* Activity:
Every record below should appear in your answer, copied exactly.

Recorded data:
━━━━━━━━━━━━━━━━━━━━━━━━━━━━━━
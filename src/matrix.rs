use std::fmt;
use std::ops::{Add, Index, IndexMut, Mul, Sub};

#[derive(Debug, Clone, Copy, PartialEq, Eq)]
pub enum MatrixOp {
    Add,
    Sub,
    Mul,
}

impl fmt::Display for MatrixOp {
    fn fmt(&self, f: &mut fmt::Formatter<'_>) -> fmt::Result {
        let name = match self {
            MatrixOp::Add => "addition",
            MatrixOp::Sub => "subtraction",
            MatrixOp::Mul => "multiplication",
        };
        f.write_str(name)
    }
}

#[derive(Debug, Clone, PartialEq, Eq, thiserror::Error)]
pub enum MatrixError {
    #[error("matrix dimensions do not match for {op}: {lhs:?} vs {rhs:?}")]
    DimensionMismatch {
        op: MatrixOp,
        lhs: (usize, usize),
        rhs: (usize, usize),
    },

    #[error("integer overflow in matrix {op}")]
    Overflow { op: MatrixOp },

    #[error("row {row} has {found} columns, expected {expected}")]
    RaggedRows {
        row: usize,
        expected: usize,
        found: usize,
    },
}

/// Dense integer matrix stored row-major.
#[derive(Debug, Clone, PartialEq, Eq)]
pub struct IntMatrix {
    rows: usize,
    cols: usize,
    data: Vec<i32>,
}

impl IntMatrix {
    pub fn new(rows: usize, cols: usize, initial: i32) -> Self {
        Self {
            rows,
            cols,
            data: vec![initial; rows * cols],
        }
    }

    pub fn zeros(rows: usize, cols: usize) -> Self {
        Self::new(rows, cols, 0)
    }

    /// Builds a matrix from row literals, e.g. `vec![vec![1, 2], vec![3, 4]]`.
    /// Every row must have the same length as the first.
    pub fn from_rows(rows: Vec<Vec<i32>>) -> Result<Self, MatrixError> {
        let cols = rows.first().map_or(0, Vec::len);
        let mut data = Vec::with_capacity(rows.len() * cols);
        for (i, row) in rows.iter().enumerate() {
            if row.len() != cols {
                return Err(MatrixError::RaggedRows {
                    row: i,
                    expected: cols,
                    found: row.len(),
                });
            }
            data.extend_from_slice(row);
        }
        Ok(Self {
            rows: rows.len(),
            cols,
            data,
        })
    }

    pub fn rows(&self) -> usize {
        self.rows
    }

    pub fn cols(&self) -> usize {
        self.cols
    }

    pub fn dims(&self) -> (usize, usize) {
        (self.rows, self.cols)
    }

    pub fn get(&self, row: usize, col: usize) -> Option<i32> {
        if row < self.rows && col < self.cols {
            Some(self.data[row * self.cols + col])
        } else {
            None
        }
    }

    /// # Panics
    ///
    /// Panics if `row >= self.rows()`.
    pub fn row(&self, row: usize) -> &[i32] {
        assert!(row < self.rows, "matrix row {} out of bounds", row);
        let start = row * self.cols;
        &self.data[start..start + self.cols]
    }

    /// Element-wise sum. Fails on mismatched dimensions or `i32` overflow.
    pub fn checked_add(&self, other: &IntMatrix) -> Result<IntMatrix, MatrixError> {
        self.zip_with(other, MatrixOp::Add, i32::checked_add)
    }

    pub fn checked_sub(&self, other: &IntMatrix) -> Result<IntMatrix, MatrixError> {
        self.zip_with(other, MatrixOp::Sub, i32::checked_sub)
    }

    /// Matrix product. Fails when `self.cols() != other.rows()` or on `i32`
    /// overflow of any product or partial sum.
    pub fn checked_mul(&self, other: &IntMatrix) -> Result<IntMatrix, MatrixError> {
        if self.cols != other.rows {
            return Err(self.mismatch(other, MatrixOp::Mul));
        }
        let mut result = IntMatrix::zeros(self.rows, other.cols);
        for i in 0..self.rows {
            for j in 0..other.cols {
                let mut acc = 0i32;
                for k in 0..self.cols {
                    acc = self[(i, k)]
                        .checked_mul(other[(k, j)])
                        .and_then(|p| acc.checked_add(p))
                        .ok_or(MatrixError::Overflow { op: MatrixOp::Mul })?;
                }
                result[(i, j)] = acc;
            }
        }
        Ok(result)
    }

    fn zip_with(
        &self,
        other: &IntMatrix,
        op: MatrixOp,
        f: impl Fn(i32, i32) -> Option<i32>,
    ) -> Result<IntMatrix, MatrixError> {
        if self.dims() != other.dims() {
            return Err(self.mismatch(other, op));
        }
        let data = self
            .data
            .iter()
            .zip(&other.data)
            .map(|(&a, &b)| f(a, b))
            .collect::<Option<Vec<i32>>>()
            .ok_or(MatrixError::Overflow { op })?;
        Ok(IntMatrix {
            rows: self.rows,
            cols: self.cols,
            data,
        })
    }

    fn mismatch(&self, other: &IntMatrix, op: MatrixOp) -> MatrixError {
        MatrixError::DimensionMismatch {
            op,
            lhs: self.dims(),
            rhs: other.dims(),
        }
    }
}

impl Index<(usize, usize)> for IntMatrix {
    type Output = i32;

    fn index(&self, (row, col): (usize, usize)) -> &i32 {
        assert!(
            row < self.rows && col < self.cols,
            "matrix index ({}, {}) out of bounds",
            row,
            col
        );
        &self.data[row * self.cols + col]
    }
}

impl IndexMut<(usize, usize)> for IntMatrix {
    fn index_mut(&mut self, (row, col): (usize, usize)) -> &mut i32 {
        assert!(
            row < self.rows && col < self.cols,
            "matrix index ({}, {}) out of bounds",
            row,
            col
        );
        &mut self.data[row * self.cols + col]
    }
}

impl Add for &IntMatrix {
    type Output = Result<IntMatrix, MatrixError>;

    fn add(self, rhs: Self) -> Self::Output {
        self.checked_add(rhs)
    }
}

impl Sub for &IntMatrix {
    type Output = Result<IntMatrix, MatrixError>;

    fn sub(self, rhs: Self) -> Self::Output {
        self.checked_sub(rhs)
    }
}

impl Mul for &IntMatrix {
    type Output = Result<IntMatrix, MatrixError>;

    fn mul(self, rhs: Self) -> Self::Output {
        self.checked_mul(rhs)
    }
}

/// One row per line, each element followed by a space.
impl fmt::Display for IntMatrix {
    fn fmt(&self, f: &mut fmt::Formatter<'_>) -> fmt::Result {
        for r in 0..self.rows {
            for value in self.row(r) {
                write!(f, "{} ", value)?;
            }
            writeln!(f)?;
        }
        Ok(())
    }
}
use anyhow::Result;
use int_vector_lab::cli::{Cli, LOG_ENV};
use std::io::{self, Write};

fn main() -> Result<()> {
    let cli = Cli::parse_args();

    env_logger::Builder::default()
        .filter_level(cli.log_filter())
        .parse_env(env_logger::Env::default().filter(LOG_ENV))
        .init();

    let mut out = io::stdout().lock();
    cli.command.run(&mut out)?;
    out.flush()?;
    Ok(())
}
//! Area formulas that work for any numeric type.

use num_traits::{CheckedMul, Num, NumCast};

/// The approximation of π used by the area exercises.
#[allow(clippy::approx_constant)]
pub const PI: f64 = 3.14159;

pub fn rectangle_area<T: Num + Copy>(length: T, width: T) -> T {
    length * width
}

pub fn square_area<T: Num + Copy>(side: T) -> T {
    side * side
}

/// `length * width`, or `None` if the product overflows `T`.
pub fn checked_rectangle_area<T: CheckedMul>(length: T, width: T) -> Option<T> {
    length.checked_mul(&width)
}

pub fn checked_square_area<T: CheckedMul>(side: T) -> Option<T> {
    side.checked_mul(&side)
}

/// `PI * r * r`, computed in `f64` and cast back to `T`.
///
/// Integer types truncate toward zero. Returns `None` when the area does not
/// fit in `T`.
pub fn circle_area<T: NumCast + Copy>(radius: T) -> Option<T> {
    let r = radius.to_f64()?;
    T::from(PI * r * r)
}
━━━━━━━━━━━━━━━━━━━━━━━━━━━━━━
* Response to this exercise:
filename src/matrix.rs
use std::fmt;
use std::ops::{Add, Index, IndexMut, Mul, Sub};

#[derive(Debug, Clone, Copy, PartialEq, Eq)]
pub enum MatrixOp {
    Add,
    Sub,
    Mul,
}

impl fmt::Display for MatrixOp {
    fn fmt(&self, f: &mut fmt::Formatter<'_>) -> fmt::Result {
        let name = match self {
            MatrixOp::Add => "addition",
            MatrixOp::Sub => "subtraction",
            MatrixOp::Mul => "multiplication",
        };
        f.write_str(name)
    }
}

#[derive(Debug, Clone, PartialEq, Eq, thiserror::Error)]
pub enum MatrixError {
    #[error("matrix dimensions do not match for {op}: {lhs:?} vs {rhs:?}")]
    DimensionMismatch {
        op: MatrixOp,
        lhs: (usize, usize),
        rhs: (usize, usize),
    },

    #[error("integer overflow in matrix {op}")]
    Overflow { op: MatrixOp },

    #[error("row {row} has {found} columns, expected {expected}")]
    RaggedRows {
        row: usize,
        expected: usize,
        found: usize,
    },
}

/// Dense integer matrix stored row-major.
#[derive(Debug, Clone, PartialEq, Eq)]
pub struct IntMatrix {
    rows: usize,
    cols: usize,
    data: Vec<i32>,
}

impl IntMatrix {
    pub fn new(rows: usize, cols: usize, initial: i32) -> Self {
        Self {
            rows,
            cols,
            data: vec![initial; rows * cols],
        }
    }

    pub fn zeros(rows: usize, cols: usize) -> Self {
        Self::new(rows, cols, 0)
    }

    /// Builds a matrix from row literals, e.g. `vec![vec![1, 2], vec![3, 4]]`.
    /// Every row must have the same length as the first.
    pub fn from_rows(rows: Vec<Vec<i32>>) -> Result<Self, MatrixError> {
        let cols = rows.first().map_or(0, Vec::len);
        let mut data = Vec::with_capacity(rows.len() * cols);
        for (i, row) in rows.iter().enumerate() {
            if row.len() != cols {
                return Err(MatrixError::RaggedRows {
                    row: i,
                    expected: cols,
                    found: row.len(),
                });
            }
            data.extend_from_slice(row);
        }
        Ok(Self {
            rows: rows.len(),
            cols,
            data,
        })
    }

    pub fn rows(&self) -> usize {
        self.rows
    }

    pub fn cols(&self) -> usize {
        self.cols
    }

    pub fn dims(&self) -> (usize, usize) {
        (self.rows, self.cols)
    }

    pub fn get(&self, row: usize, col: usize) -> Option<i32> {
        if row < self.rows && col < self.cols {
            Some(self.data[row * self.cols + col])
        } else {
            None
        }
    }

    /// # Panics
    ///
    /// Panics if `row >= self.rows()`.
    pub fn row(&self, row: usize) -> &[i32] {
        assert!(row < self.rows, "matrix row {} out of bounds", row);
        let start = row * self.cols;
        &self.data[start..start + self.cols]
    }

    /// Element-wise sum. Fails on mismatched dimensions or `i32` overflow.
    pub fn checked_add(&self, other: &IntMatrix) -> Result<IntMatrix, MatrixError> {
        self.zip_with(other, MatrixOp::Add, i32::checked_add)
    }

    pub fn checked_sub(&self, other: &IntMatrix) -> Result<IntMatrix, MatrixError> {
        self.zip_with(other, MatrixOp::Sub, i32::checked_sub)
    }

    /// Matrix product. Fails when `self.cols() != other.rows()` or on `i32`
    /// overflow of any product or partial sum.
    pub fn checked_mul(&self, other: &IntMatrix) -> Result<IntMatrix, MatrixError> {
        if self.cols != other.rows {
            return Err(self.mismatch(other, MatrixOp::Mul));
        }
        let mut result = IntMatrix::zeros(self.rows, other.cols);
        for i in 0..self.rows {
            for j in 0..other.cols {
                let mut acc = 0i32;
                for k in 0..self.cols {
                    acc = self[(i, k)]
                        .checked_mul(other[(k, j)])
                        .and_then(|p| acc.checked_add(p))
                        .ok_or(MatrixError::Overflow { op: MatrixOp::Mul })?;
                }
                result[(i, j)] = acc;
            }
        }
        Ok(result)
    }

    fn zip_with(
        &self,
        other: &IntMatrix,
        op: MatrixOp,
        f: impl Fn(i32, i32) -> Option<i32>,
    ) -> Result<IntMatrix, MatrixError> {
        if self.dims() != other.dims() {
            return Err(self.mismatch(other, op));
        }
        let data = self
            .data
            .iter()
            .zip(&other.data)
            .map(|(&a, &b)| f(a, b))
            .collect::<Option<Vec<i32>>>()
            .ok_or(MatrixError::Overflow { op })?;
        Ok(IntMatrix {
            rows: self.rows,
            cols: self.cols,
            data,
        })
    }

    fn mismatch(&self, other: &IntMatrix, op: MatrixOp) -> MatrixError {
        MatrixError::DimensionMismatch {
            op,
            lhs: self.dims(),
            rhs: other.dims(),
        }
    }
}

impl Index<(usize, usize)> for IntMatrix {
    type Output = i32;

    fn index(&self, (row, col): (usize, usize)) -> &i32 {
        assert!(
            row < self.rows && col < self.cols,
            "matrix index ({}, {}) out of bounds",
            row,
            col
        );
        &self.data[row * self.cols + col]
    }
}

impl IndexMut<(usize, usize)> for IntMatrix {
    fn index_mut(&mut self, (row, col): (usize, usize)) -> &mut i32 {
        assert!(
            row < self.rows && col < self.cols,
            "matrix index ({}, {}) out of bounds",
            row,
            col
        );
        &mut self.data[row * self.cols + col]
    }
}

impl Add for &IntMatrix {
    type Output = Result<IntMatrix, MatrixError>;

    fn add(self, rhs: Self) -> Self::Output {
        self.checked_add(rhs)
    }
}

impl Sub for &IntMatrix {
    type Output = Result<IntMatrix, MatrixError>;

    fn sub(self, rhs: Self) -> Self::Output {
        self.checked_sub(rhs)
    }
}

impl Mul for &IntMatrix {
    type Output = Result<IntMatrix, MatrixError>;

    fn mul(self, rhs: Self) -> Self::Output {
        self.checked_mul(rhs)
    }
}

/// One row per line, each element followed by a space.
impl fmt::Display for IntMatrix {
    fn fmt(&self, f: &mut fmt::Formatter<'_>) -> fmt::Result {
        for r in 0..self.rows {
            for value in self.row(r) {
                write!(f, "{} ", value)?;
            }
            writeln!(f)?;
        }
        Ok(())
    }
}
use anyhow::Result;
use int_vector_lab::cli::{Cli, LOG_ENV};
use std::io::{self, Write};

fn main() -> Result<()> {
    let cli = Cli::parse_args();

    env_logger::Builder::default()
        .filter_level(cli.log_filter())
        .parse_env(env_logger::Env::default().filter(LOG_ENV))
        .init();

    let mut out = io::stdout().lock();
    cli.command.run(&mut out)?;
    out.flush()?;
    Ok(())
}
//! Area formulas that work for any numeric type.

use num_traits::{CheckedMul, Num, NumCast};

/// The approximation of π used by the area exercises.
#[allow(clippy::approx_constant)]
pub const PI: f64 = 3.14159;

pub fn rectangle_area<T: Num + Copy>(length: T, width: T) -> T {
    length * width
}

pub fn square_area<T: Num + Copy>(side: T) -> T {
    side * side
}

/// `length * width`, or `None` if the product overflows `T`.
pub fn checked_rectangle_area<T: CheckedMul>(length: T, width: T) -> Option<T> {
    length.checked_mul(&width)
}

pub fn checked_square_area<T: CheckedMul>(side: T) -> Option<T> {
    side.checked_mul(&side)
}

/// `PI * r * r`, computed in `f64` and cast back to `T`.
///
/// Integer types truncate toward zero. Returns `None` when the area does not
/// fit in `T`.
pub fn circle_area<T: NumCast + Copy>(radius: T) -> Option<T> {
    let r = radius.to_f64()?;
    T::from(PI * r * r)
}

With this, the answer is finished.